Aucune étude empirique ne montre de lien entre CVAE et localisation des entreprises. A l’inverse, si l’on met en relation impôts de production et l’indice de compétitivité des pays tel qu’il est calculé par le Forum de Davos, on ne trouve pas de lien clair entre les deux variables.
Le problème que posent ces taxes est largement surévalué par le patronat et le gouvernement. Car si la France est en tête pour le niveau de ces prélèvements, elle l’est également pour celui des subventions à la production : si la France taxe beaucoup, c’est pour redistribuer ensuite beaucoup aussi.
Par ailleurs, comme n’ont pas manqué de le souligner les ONG écologistes, la baisse généralisée des impôts de production entre en contradiction avec l’objectif écologique affiché par le gouvernement. Aucune condition environnementale n’est attachée à cette baisse, une bonne aubaine pour les entreprises polluantes.

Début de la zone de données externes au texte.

// src/frame_source.rs
//
// Frame acquisition. Sources are blocking iterators; `spawn_frame_reader`
// drives one on a blocking task and hands frames to the async loop over a
// bounded channel.

use crate::types::Frame;
use anyhow::{bail, Context, Result};
use image::DynamicImage;
use std::collections::VecDeque;
use std::path::{Path, PathBuf};
use tokio::sync::{mpsc, watch};
use tokio::task::JoinHandle;
use tracing::{debug, info, warn};
use walkdir::WalkDir;

const IMAGE_EXTENSIONS: [&str; 5] = ["png", "jpg", "jpeg", "bmp", "tif"];
const VIDEO_EXTENSIONS: [&str; 4] = ["mp4", "avi", "mov", "mkv"];

#[derive(Debug, Clone)]
pub enum FrameEvent {
    Frame(Frame),
    /// Nothing usable this cycle; the loop skips it.
    Unavailable,
    EndOfStream,
}

pub trait FrameSource: Send {
    fn next_frame(&mut self) -> Result<FrameEvent>;

    /// Native rate of the source, when it has one.
    fn nominal_fps(&self) -> Option<f64>;

    fn describe(&self) -> String;
}

fn has_extension(path: &Path, allowed: &[&str]) -> bool {
    path.extension()
        .and_then(|e| e.to_str())
        .map(|e| allowed.contains(&e.to_lowercase().as_str()))
        .unwrap_or(false)
}

fn timestamp_ms(index: u64, fps: f64) -> f64 {
    if fps > 0.0 {
        index as f64 / fps * 1000.0
    } else {
        0.0
    }
}

/// Open `path` as a frame source: a directory of images, a single image,
/// or (with the `video` feature) a video file.
pub fn open_source(path: &Path, fps: f64) -> Result<Box<dyn FrameSource>> {
    if path.is_dir() {
        return Ok(Box::new(ImageSequenceSource::open(path, fps)?));
    }
    if !path.exists() {
        bail!("Input {} does not exist", path.display());
    }
    if has_extension(path, &IMAGE_EXTENSIONS) {
        return Ok(Box::new(ImageSequenceSource::from_paths(
            vec![path.to_path_buf()],
            fps,
        )));
    }
    if has_extension(path, &VIDEO_EXTENSIONS) {
        #[cfg(feature = "video")]
        {
            return Ok(Box::new(VideoFileSource::open(path)?));
        }
        #[cfg(not(feature = "video"))]
        bail!(
            "{} is a video file; rebuild with `--features video` to decode it",
            path.display()
        );
    }
    bail!("Unsupported input {}", path.display())
}

// ============================================================================
// IMAGE SEQUENCE
// ============================================================================

pub struct ImageSequenceSource {
    paths: Vec<PathBuf>,
    fps: f64,
    cursor: usize,
}

impl ImageSequenceSource {
    /// All images under `dir`, in path order.
    pub fn open(dir: &Path, fps: f64) -> Result<Self> {
        let mut paths: Vec<PathBuf> = WalkDir::new(dir)
            .follow_links(true)
            .into_iter()
            .filter_map(|e| e.ok())
            .filter(|e| e.file_type().is_file() && has_extension(e.path(), &IMAGE_EXTENSIONS))
            .map(|e| e.into_path())
            .collect();
        paths.sort();

        let source = Self::from_paths(paths, fps);
        if source.is_empty() {
            bail!("No image files found in {}", dir.display());
        }
        info!("Found {} frames in {}", source.len(), dir.display());
        Ok(source)
    }

    pub fn from_paths(paths: Vec<PathBuf>, fps: f64) -> Self {
        Self {
            paths,
            fps,
            cursor: 0,
        }
    }

    pub fn len(&self) -> usize {
        self.paths.len()
    }

    pub fn is_empty(&self) -> bool {
        self.paths.is_empty()
    }
}

impl FrameSource for ImageSequenceSource {
    fn next_frame(&mut self) -> Result<FrameEvent> {
        let Some(path) = self.paths.get(self.cursor) else {
            return Ok(FrameEvent::EndOfStream);
        };
        self.cursor += 1;
        let index = self.cursor as u64;

        match image::open(path) {
            Ok(img) => Ok(FrameEvent::Frame(Frame::new(
                index,
                timestamp_ms(index, self.fps),
                img,
            ))),
            Err(e) => {
                warn!("Skipping unreadable frame {}: {}", path.display(), e);
                Ok(FrameEvent::Unavailable)
            }
        }
    }

    fn nominal_fps(&self) -> Option<f64> {
        Some(self.fps)
    }

    fn describe(&self) -> String {
        format!("image sequence ({} frames)", self.len())
    }
}

// ============================================================================
// IN-MEMORY
// ============================================================================

/// Pre-built frames; `None` entries surface as `Unavailable`.
pub struct MemorySource {
    frames: VecDeque<Option<DynamicImage>>,
    fps: f64,
    index: u64,
}

impl MemorySource {
    pub fn new(frames: Vec<Option<DynamicImage>>, fps: f64) -> Self {
        Self {
            frames: frames.into(),
            fps,
            index: 0,
        }
    }

    pub fn from_images(images: Vec<DynamicImage>, fps: f64) -> Self {
        Self::new(images.into_iter().map(Some).collect(), fps)
    }
}

impl FrameSource for MemorySource {
    fn next_frame(&mut self) -> Result<FrameEvent> {
        let Some(slot) = self.frames.pop_front() else {
            return Ok(FrameEvent::EndOfStream);
        };
        self.index += 1;
        Ok(match slot {
            Some(img) => FrameEvent::Frame(Frame::new(
                self.index,
                timestamp_ms(self.index, self.fps),
                img,
            )),
            None => FrameEvent::Unavailable,
        })
    }

    fn nominal_fps(&self) -> Option<f64> {
        Some(self.fps)
    }

    fn describe(&self) -> String {
        "memory".to_string()
    }
}

// ============================================================================
// VIDEO FILE (opencv)
// ============================================================================

#[cfg(feature = "video")]
pub struct VideoFileSource {
    cap: opencv::videoio::VideoCapture,
    path: PathBuf,
    fps: f64,
    total_frames: i64,
    current_frame: u64,
}

#[cfg(feature = "video")]
impl VideoFileSource {
    pub fn open(path: &Path) -> Result<Self> {
        use opencv::videoio::{self, VideoCapture, VideoCaptureTraitConst};

        info!("Opening video: {}", path.display());
        let name = path
            .to_str()
            .with_context(|| format!("Non UTF-8 path {}", path.display()))?;
        let cap = VideoCapture::from_file(name, videoio::CAP_ANY)?;
        if !cap.is_opened()? {
            bail!("Failed to open video file {}", path.display());
        }

        let fps = cap.get(videoio::CAP_PROP_FPS)?;
        let total_frames = cap.get(videoio::CAP_PROP_FRAME_COUNT)? as i64;
        let width = cap.get(videoio::CAP_PROP_FRAME_WIDTH)? as i32;
        let height = cap.get(videoio::CAP_PROP_FRAME_HEIGHT)? as i32;
        info!(
            "Video properties: {}x{} @ {:.1} FPS, {} frames",
            width, height, fps, total_frames
        );

        Ok(Self {
            cap,
            path: path.to_path_buf(),
            fps,
            total_frames,
            current_frame: 0,
        })
    }
}

#[cfg(feature = "video")]
impl FrameSource for VideoFileSource {
    fn next_frame(&mut self) -> Result<FrameEvent> {
        use opencv::core::Mat;
        use opencv::imgproc;
        use opencv::prelude::*;
        use opencv::videoio::VideoCaptureTrait;

        let mut mat = Mat::default();
        if !self.cap.read(&mut mat)? || mat.empty() {
            return Ok(FrameEvent::EndOfStream);
        }
        self.current_frame += 1;

        let mut rgb = Mat::default();
        imgproc::cvt_color(&mat, &mut rgb, imgproc::COLOR_BGR2RGB, 0)?;
        let (w, h) = (rgb.cols() as u32, rgb.rows() as u32);
        let data = rgb.data_bytes()?.to_vec();

        let Some(buffer) = image::RgbImage::from_raw(w, h, data) else {
            warn!("Frame {} has an unexpected layout", self.current_frame);
            return Ok(FrameEvent::Unavailable);
        };

        Ok(FrameEvent::Frame(Frame::new(
            self.current_frame,
            timestamp_ms(self.current_frame, self.fps),
            DynamicImage::ImageRgb8(buffer),
        )))
    }

    fn nominal_fps(&self) -> Option<f64> {
        (self.fps > 0.0).then_some(self.fps)
    }

    fn describe(&self) -> String {
        format!("video {} ({} frames)", self.path.display(), self.total_frames)
    }
}

// ============================================================================
// BLOCKING READER TASK
// ============================================================================

/// Pull frames from `source` on a blocking thread. The task ends after
/// `EndOfStream`, when the receiver is dropped, or once `shutdown` flips.
pub fn spawn_frame_reader(
    mut source: Box<dyn FrameSource>,
    capacity: usize,
    shutdown: watch::Receiver<bool>,
) -> (mpsc::Receiver<FrameEvent>, JoinHandle<Result<()>>) {
    let (tx, rx) = mpsc::channel(capacity.max(1));

    let handle = tokio::task::spawn_blocking(move || -> Result<()> {
        loop {
            if *shutdown.borrow() {
                debug!("Frame reader stopping on shutdown");
                return Ok(());
            }

            let event = source.next_frame().context("Frame source failed")?;
            let done = matches!(event, FrameEvent::EndOfStream);
            if tx.blocking_send(event).is_err() {
                return Ok(());
            }
            if done {
                return Ok(());
            }
        }
    });

    (rx, handle)
}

On en a la confirmation lorsque l’on tente de mesurer les gains que vont faire les différents secteurs de l’économie du fait de la suppression partielle de ce type de taxes. Dans une note publiée début juillet 2020, les experts du Conseil d’analyse économique montrent ainsi que les trois premiers secteurs les plus favorisés sont, dans l’ordre, la production d’électricité et de gaz, les industries extractives et la finance ! Non seulement l’aspect anti écologique est évident mais justifier la suppression de ces taxes par la nécessité d’encourager la compétitivité de l’industrie apparaît erroné. Certes, l’industrie manufacturière arrive tout de suite derrière, mais au même titre que le commerce, un secteur abrité de la concurrence internationale.
Enfin, cette baisse des recettes fiscales n’est compensée par aucune autre ressource. Certes, une partie de la baisse se finance elle-même : toutes choses égales par ailleurs, supprimer des impôts de production augmente les bénéfices, taxés par l’IS. Mais une partie seulement. Le gouvernement n’hésite pas à s’engager dans cette stratégie de creusement du déficit budgétaire car, en ce moment, c’est la Banque centrale européenne, qui finance les déficits publics. Bref, c’est l’Europe qui paie !
Quel que soit l’angle retenu, celui du poids de ces taxes, de la compétitivité, de l’écologie ou du budget, rien ne vient justifier le choix du gouvernement.